++++ Provided material
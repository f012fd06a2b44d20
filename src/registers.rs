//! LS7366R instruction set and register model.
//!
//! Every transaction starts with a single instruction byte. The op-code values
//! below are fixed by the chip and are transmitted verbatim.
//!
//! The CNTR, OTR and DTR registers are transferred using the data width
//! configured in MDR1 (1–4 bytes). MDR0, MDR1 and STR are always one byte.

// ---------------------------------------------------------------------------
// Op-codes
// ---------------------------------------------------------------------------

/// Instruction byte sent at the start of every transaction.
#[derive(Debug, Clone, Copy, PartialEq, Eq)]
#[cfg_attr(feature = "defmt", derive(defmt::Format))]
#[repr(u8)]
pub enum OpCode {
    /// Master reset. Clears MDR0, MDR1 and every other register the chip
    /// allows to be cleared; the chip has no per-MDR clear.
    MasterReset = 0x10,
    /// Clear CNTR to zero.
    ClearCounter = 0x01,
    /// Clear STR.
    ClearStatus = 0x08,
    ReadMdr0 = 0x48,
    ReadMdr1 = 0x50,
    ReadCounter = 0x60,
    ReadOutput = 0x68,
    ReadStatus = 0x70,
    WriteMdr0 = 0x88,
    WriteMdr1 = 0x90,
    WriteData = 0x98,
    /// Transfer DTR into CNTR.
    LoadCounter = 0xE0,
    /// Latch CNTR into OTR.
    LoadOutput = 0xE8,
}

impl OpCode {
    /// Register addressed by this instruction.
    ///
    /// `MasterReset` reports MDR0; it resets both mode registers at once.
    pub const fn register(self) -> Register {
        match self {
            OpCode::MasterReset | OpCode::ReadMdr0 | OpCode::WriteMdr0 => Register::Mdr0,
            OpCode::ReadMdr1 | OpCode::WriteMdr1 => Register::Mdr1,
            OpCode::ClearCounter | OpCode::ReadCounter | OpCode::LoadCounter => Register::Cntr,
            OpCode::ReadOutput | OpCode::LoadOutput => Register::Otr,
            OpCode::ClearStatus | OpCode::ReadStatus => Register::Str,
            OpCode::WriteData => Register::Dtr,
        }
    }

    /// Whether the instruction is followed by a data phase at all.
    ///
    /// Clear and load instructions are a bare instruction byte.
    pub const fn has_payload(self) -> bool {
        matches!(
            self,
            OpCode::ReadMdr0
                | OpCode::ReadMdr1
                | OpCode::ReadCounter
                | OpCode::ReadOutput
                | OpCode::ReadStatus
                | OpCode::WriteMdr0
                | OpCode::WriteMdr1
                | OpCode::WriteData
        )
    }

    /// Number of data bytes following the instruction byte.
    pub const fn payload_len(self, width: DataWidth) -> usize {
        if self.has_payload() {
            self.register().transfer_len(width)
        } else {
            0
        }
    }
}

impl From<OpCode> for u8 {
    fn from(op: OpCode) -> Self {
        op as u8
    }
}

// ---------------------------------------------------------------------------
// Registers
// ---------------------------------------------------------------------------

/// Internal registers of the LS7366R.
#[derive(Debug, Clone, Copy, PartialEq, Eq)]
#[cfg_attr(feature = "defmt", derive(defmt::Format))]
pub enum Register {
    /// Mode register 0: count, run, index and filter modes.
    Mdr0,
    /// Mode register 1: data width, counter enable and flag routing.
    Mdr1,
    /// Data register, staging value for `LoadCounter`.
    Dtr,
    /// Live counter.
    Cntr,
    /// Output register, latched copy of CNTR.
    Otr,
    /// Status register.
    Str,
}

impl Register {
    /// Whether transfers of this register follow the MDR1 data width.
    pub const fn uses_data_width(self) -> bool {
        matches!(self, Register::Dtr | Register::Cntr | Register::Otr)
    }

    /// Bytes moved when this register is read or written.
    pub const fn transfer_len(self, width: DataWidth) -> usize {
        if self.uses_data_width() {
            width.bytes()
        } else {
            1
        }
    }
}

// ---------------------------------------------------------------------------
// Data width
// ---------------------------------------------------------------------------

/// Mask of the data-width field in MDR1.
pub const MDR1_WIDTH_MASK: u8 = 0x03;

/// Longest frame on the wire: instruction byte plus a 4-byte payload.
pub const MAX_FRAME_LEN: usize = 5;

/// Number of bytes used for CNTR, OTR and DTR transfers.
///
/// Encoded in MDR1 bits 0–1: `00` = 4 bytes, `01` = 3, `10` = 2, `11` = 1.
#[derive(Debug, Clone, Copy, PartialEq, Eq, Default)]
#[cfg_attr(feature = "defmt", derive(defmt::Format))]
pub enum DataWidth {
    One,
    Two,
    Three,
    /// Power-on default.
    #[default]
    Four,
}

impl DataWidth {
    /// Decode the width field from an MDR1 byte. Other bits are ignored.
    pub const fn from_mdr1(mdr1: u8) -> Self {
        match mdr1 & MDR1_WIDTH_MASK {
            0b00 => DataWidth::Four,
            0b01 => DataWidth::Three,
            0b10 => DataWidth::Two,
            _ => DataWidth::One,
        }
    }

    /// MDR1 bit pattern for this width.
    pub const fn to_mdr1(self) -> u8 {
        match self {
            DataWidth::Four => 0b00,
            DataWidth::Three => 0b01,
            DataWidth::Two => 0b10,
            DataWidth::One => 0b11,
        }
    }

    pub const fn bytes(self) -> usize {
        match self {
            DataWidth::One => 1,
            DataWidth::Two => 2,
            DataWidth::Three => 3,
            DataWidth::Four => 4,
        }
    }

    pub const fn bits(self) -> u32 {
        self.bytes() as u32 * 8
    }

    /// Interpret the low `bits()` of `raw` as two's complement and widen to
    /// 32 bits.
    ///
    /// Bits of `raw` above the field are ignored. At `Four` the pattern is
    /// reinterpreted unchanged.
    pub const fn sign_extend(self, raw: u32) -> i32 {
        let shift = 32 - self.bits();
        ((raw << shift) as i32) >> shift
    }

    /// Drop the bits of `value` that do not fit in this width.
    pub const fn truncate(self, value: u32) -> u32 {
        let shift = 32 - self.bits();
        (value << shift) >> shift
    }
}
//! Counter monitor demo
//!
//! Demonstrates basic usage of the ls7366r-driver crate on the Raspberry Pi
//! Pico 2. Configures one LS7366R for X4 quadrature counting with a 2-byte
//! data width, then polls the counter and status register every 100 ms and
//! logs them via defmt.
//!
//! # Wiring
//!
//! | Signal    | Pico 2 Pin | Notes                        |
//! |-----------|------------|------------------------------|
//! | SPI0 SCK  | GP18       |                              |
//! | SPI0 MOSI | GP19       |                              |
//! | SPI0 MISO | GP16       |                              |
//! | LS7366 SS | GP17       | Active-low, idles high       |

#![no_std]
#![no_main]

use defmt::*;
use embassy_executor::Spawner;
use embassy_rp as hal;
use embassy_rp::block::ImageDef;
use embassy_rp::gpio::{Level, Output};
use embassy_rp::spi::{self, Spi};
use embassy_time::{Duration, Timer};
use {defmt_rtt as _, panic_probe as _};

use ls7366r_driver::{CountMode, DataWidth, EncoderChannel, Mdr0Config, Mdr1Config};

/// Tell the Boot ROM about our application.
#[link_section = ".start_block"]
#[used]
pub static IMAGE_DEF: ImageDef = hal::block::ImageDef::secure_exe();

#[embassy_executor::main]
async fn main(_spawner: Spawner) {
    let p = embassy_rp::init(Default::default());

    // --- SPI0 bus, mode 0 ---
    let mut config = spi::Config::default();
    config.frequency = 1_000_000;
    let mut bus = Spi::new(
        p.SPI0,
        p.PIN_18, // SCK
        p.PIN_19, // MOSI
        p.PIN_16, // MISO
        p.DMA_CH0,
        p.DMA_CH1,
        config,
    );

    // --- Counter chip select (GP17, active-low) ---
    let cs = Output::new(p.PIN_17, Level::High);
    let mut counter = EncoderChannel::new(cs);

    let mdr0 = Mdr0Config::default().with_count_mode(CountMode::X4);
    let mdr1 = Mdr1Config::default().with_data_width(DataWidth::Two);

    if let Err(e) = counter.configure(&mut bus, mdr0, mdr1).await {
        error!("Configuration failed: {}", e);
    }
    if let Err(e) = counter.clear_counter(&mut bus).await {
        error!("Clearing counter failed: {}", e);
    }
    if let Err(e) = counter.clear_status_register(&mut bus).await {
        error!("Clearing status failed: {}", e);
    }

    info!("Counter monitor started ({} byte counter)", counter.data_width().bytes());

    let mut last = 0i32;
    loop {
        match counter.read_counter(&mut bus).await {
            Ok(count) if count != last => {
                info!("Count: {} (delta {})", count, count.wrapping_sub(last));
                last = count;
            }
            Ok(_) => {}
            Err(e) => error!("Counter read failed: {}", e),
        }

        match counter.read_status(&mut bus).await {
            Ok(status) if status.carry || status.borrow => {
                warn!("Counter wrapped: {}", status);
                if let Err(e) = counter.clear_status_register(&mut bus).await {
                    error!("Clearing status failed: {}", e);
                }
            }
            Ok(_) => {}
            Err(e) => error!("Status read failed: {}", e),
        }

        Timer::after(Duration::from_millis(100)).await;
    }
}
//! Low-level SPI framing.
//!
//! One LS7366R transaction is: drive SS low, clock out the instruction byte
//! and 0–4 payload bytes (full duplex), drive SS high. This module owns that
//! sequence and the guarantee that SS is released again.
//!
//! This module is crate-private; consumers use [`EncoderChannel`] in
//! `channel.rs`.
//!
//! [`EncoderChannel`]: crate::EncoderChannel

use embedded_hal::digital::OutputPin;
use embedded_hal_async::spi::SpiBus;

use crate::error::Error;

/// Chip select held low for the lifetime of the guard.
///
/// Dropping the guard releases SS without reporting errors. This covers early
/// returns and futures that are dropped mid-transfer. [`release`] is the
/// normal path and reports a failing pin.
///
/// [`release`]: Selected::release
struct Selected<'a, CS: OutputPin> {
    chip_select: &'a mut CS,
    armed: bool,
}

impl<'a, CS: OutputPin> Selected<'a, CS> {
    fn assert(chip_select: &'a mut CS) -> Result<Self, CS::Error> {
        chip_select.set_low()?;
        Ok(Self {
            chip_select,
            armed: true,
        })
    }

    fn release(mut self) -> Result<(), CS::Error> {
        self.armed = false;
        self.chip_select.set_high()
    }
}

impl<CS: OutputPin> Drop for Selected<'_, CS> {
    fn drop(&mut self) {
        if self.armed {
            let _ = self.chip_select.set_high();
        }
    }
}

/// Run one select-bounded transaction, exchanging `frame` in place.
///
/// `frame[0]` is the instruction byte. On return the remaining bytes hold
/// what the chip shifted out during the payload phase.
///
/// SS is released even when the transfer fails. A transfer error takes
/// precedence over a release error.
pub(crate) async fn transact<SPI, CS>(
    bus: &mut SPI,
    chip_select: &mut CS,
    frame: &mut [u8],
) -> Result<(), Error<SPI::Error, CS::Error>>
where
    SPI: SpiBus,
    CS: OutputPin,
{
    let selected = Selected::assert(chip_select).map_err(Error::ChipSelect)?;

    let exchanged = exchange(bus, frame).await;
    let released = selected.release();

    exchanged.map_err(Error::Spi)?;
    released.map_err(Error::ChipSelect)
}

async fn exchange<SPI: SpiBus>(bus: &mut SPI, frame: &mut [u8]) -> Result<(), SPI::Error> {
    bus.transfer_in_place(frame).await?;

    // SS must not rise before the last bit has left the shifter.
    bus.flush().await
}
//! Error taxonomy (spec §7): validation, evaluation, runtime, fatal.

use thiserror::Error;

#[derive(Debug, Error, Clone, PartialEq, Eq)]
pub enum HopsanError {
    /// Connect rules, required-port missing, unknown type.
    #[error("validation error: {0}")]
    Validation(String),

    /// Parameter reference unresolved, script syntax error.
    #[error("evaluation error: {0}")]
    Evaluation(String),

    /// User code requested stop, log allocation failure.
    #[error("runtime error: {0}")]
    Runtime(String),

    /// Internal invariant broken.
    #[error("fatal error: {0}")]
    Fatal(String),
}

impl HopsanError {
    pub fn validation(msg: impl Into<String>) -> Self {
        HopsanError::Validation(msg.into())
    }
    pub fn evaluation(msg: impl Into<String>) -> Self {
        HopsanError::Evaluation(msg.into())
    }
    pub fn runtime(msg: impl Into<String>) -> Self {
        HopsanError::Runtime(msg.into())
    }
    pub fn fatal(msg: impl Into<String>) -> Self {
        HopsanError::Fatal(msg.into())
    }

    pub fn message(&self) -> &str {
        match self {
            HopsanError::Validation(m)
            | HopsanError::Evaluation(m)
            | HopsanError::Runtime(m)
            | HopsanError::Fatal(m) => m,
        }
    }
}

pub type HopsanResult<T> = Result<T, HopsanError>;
++++++++
__About this exercise__: There is a run of lines above from the one with "let mut config = spi::Config::default();" to the one with "let cs = Output::new(p.PIN_17, Level::High);"; print exactly that run, both ends included, and nothing else.

__Response to the exercise__:
    let mut config = spi::Config::default();
    config.frequency = 1_000_000;
    let mut bus = Spi::new(
        p.SPI0,
        p.PIN_18, // SCK
        p.PIN_19, // MOSI
        p.PIN_16, // MISO
        p.DMA_CH0,
        p.DMA_CH1,
        config,
    );

    // --- Counter chip select (GP17, active-low) ---
    let cs = Output::new(p.PIN_17, Level::High);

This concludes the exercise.